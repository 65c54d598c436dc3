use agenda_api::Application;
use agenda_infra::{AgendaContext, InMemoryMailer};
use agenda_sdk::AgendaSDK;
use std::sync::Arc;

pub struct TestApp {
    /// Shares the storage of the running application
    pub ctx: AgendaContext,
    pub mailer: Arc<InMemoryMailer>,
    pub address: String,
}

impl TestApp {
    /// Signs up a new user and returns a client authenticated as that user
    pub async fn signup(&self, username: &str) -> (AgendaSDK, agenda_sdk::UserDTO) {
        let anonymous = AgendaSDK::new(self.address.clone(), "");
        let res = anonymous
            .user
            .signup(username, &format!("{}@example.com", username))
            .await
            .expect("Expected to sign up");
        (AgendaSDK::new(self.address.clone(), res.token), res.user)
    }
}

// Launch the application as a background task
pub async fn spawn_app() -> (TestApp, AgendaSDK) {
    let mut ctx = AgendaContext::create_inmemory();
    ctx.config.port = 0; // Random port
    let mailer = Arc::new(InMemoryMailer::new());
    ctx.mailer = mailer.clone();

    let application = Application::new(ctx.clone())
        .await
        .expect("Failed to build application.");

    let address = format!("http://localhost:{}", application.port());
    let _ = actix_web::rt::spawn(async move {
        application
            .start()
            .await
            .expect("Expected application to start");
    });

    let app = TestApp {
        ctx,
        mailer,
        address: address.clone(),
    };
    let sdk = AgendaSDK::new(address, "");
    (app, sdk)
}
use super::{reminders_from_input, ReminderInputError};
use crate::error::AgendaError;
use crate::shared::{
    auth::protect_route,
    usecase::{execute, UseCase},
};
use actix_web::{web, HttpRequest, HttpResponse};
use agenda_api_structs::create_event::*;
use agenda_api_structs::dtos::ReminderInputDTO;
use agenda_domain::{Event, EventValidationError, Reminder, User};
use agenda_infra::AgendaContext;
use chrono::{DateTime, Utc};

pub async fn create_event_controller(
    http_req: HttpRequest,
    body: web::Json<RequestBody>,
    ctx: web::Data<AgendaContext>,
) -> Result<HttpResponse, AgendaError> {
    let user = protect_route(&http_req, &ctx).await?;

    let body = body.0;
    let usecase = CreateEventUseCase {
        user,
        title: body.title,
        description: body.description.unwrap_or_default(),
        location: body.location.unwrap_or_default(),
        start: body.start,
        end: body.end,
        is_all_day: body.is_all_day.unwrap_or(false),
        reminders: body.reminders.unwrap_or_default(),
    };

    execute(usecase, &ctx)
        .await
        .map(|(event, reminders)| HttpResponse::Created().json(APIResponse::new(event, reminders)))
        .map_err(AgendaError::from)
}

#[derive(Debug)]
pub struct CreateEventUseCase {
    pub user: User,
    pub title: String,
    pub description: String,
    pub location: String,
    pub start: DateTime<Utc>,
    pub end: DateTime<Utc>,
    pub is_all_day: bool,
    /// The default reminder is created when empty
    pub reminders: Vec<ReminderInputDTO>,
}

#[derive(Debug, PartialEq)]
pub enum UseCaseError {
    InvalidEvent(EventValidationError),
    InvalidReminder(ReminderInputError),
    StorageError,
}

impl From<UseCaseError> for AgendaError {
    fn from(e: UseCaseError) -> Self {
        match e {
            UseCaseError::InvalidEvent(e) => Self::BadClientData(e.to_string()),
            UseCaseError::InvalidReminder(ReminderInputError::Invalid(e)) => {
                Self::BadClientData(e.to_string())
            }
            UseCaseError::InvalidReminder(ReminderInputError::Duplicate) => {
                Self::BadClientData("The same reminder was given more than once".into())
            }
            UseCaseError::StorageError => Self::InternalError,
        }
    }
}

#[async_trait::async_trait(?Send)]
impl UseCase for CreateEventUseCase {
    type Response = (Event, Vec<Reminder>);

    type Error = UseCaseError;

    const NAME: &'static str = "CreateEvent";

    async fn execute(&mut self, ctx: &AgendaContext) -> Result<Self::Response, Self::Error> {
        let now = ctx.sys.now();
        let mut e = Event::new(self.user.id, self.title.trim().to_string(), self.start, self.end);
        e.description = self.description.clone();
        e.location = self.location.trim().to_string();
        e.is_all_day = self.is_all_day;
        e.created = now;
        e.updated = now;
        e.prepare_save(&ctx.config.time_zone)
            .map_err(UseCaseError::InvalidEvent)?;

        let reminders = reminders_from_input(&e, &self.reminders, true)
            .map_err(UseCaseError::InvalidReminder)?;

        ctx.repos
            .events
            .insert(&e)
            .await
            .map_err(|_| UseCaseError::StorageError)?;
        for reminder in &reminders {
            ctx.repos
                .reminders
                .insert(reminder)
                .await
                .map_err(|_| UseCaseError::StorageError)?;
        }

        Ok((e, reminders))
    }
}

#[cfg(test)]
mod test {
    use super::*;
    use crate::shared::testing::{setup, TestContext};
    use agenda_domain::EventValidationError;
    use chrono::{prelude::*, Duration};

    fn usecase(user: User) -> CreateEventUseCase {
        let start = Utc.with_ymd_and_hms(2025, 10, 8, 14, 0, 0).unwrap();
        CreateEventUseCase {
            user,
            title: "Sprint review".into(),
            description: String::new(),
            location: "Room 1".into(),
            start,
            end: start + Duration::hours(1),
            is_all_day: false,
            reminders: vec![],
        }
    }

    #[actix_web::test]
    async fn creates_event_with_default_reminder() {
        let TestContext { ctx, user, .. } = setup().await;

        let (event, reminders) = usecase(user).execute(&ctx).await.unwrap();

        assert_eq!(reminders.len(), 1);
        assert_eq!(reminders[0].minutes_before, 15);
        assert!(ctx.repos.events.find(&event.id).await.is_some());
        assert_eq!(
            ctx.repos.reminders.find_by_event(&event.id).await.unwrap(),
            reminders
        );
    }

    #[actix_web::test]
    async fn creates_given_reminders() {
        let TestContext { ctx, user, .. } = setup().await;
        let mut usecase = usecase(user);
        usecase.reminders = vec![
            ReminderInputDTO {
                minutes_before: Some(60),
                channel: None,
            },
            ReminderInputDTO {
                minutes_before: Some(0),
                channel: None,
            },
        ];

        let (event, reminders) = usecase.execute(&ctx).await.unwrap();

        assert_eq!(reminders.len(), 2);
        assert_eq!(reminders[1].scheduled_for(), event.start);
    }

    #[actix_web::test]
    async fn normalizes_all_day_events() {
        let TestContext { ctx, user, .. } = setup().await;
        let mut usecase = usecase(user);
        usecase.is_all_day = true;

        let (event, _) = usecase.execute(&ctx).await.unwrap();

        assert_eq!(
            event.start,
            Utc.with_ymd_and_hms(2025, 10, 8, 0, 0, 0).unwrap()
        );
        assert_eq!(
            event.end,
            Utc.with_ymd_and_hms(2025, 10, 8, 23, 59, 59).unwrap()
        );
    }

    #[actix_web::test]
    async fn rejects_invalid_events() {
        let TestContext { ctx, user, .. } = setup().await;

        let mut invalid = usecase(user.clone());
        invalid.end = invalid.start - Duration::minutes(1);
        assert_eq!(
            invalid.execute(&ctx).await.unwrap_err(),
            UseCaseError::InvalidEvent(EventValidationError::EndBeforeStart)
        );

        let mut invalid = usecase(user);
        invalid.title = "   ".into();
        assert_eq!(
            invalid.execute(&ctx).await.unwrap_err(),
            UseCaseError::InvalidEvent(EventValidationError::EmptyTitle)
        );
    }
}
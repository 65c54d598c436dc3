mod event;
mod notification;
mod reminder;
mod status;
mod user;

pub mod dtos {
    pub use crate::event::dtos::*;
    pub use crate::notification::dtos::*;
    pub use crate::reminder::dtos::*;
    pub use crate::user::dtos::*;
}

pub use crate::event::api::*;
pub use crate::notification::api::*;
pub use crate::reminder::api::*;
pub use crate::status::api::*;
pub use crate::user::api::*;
::::::::::
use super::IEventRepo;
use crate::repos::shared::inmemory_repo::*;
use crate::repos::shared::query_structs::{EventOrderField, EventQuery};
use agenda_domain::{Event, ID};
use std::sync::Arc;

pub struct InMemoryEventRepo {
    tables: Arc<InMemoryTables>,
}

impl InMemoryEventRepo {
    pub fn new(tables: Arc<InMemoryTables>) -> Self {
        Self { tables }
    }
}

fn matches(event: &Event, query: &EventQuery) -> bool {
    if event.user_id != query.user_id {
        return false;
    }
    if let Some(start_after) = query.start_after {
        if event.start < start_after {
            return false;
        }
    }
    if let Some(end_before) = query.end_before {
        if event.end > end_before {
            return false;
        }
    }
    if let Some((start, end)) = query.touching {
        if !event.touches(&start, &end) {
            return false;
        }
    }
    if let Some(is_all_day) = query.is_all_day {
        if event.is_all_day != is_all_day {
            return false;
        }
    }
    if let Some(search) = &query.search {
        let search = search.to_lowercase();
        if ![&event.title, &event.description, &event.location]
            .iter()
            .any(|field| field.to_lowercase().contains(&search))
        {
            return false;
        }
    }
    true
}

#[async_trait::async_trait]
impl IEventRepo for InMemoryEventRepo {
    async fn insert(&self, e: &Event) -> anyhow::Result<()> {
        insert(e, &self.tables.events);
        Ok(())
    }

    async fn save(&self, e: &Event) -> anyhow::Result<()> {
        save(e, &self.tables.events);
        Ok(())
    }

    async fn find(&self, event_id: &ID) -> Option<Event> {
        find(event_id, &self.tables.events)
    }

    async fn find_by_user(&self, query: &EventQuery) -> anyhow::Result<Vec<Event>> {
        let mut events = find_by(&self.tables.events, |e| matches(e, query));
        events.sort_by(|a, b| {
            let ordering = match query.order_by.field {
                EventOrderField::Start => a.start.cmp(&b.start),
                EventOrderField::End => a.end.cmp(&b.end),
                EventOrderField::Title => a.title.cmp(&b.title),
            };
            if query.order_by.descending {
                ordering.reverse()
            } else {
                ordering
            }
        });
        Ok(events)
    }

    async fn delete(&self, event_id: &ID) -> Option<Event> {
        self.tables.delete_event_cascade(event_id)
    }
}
::::::::::
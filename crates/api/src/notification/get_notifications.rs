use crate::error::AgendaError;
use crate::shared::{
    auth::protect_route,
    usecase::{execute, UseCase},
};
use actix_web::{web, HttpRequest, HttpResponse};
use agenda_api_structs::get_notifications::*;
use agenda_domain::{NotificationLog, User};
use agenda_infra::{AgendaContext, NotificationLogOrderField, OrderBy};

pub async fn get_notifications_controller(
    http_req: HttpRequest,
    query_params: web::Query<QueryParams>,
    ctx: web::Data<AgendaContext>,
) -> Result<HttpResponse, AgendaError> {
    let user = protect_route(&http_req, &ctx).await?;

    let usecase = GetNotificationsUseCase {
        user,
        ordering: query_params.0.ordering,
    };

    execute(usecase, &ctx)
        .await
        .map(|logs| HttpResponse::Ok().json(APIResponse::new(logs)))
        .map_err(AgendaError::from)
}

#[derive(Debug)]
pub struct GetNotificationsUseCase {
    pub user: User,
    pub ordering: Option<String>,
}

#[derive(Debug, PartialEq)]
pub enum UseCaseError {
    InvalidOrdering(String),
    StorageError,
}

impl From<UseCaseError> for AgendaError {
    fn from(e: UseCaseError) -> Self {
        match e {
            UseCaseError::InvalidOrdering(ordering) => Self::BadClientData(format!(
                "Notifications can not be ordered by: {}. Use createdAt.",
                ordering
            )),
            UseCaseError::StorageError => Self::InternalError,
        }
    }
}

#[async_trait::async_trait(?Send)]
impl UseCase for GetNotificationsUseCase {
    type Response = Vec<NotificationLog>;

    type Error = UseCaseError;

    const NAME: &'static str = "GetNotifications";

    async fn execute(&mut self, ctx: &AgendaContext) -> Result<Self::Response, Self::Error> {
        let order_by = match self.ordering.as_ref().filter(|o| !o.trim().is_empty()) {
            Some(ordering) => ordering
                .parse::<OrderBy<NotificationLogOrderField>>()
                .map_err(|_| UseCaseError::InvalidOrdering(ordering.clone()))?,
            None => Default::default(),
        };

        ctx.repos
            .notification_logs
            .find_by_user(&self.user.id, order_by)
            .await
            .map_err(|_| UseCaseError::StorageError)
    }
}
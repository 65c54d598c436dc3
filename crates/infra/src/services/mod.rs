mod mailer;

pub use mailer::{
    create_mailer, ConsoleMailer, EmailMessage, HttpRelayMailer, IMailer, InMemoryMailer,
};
::::::::::
Activity: Pick out the lines above containing the word "true", then copy them.

Solution for this task:
        let reminders = reminders_from_input(&e, &self.reminders, true)
        usecase.is_all_day = true;
    true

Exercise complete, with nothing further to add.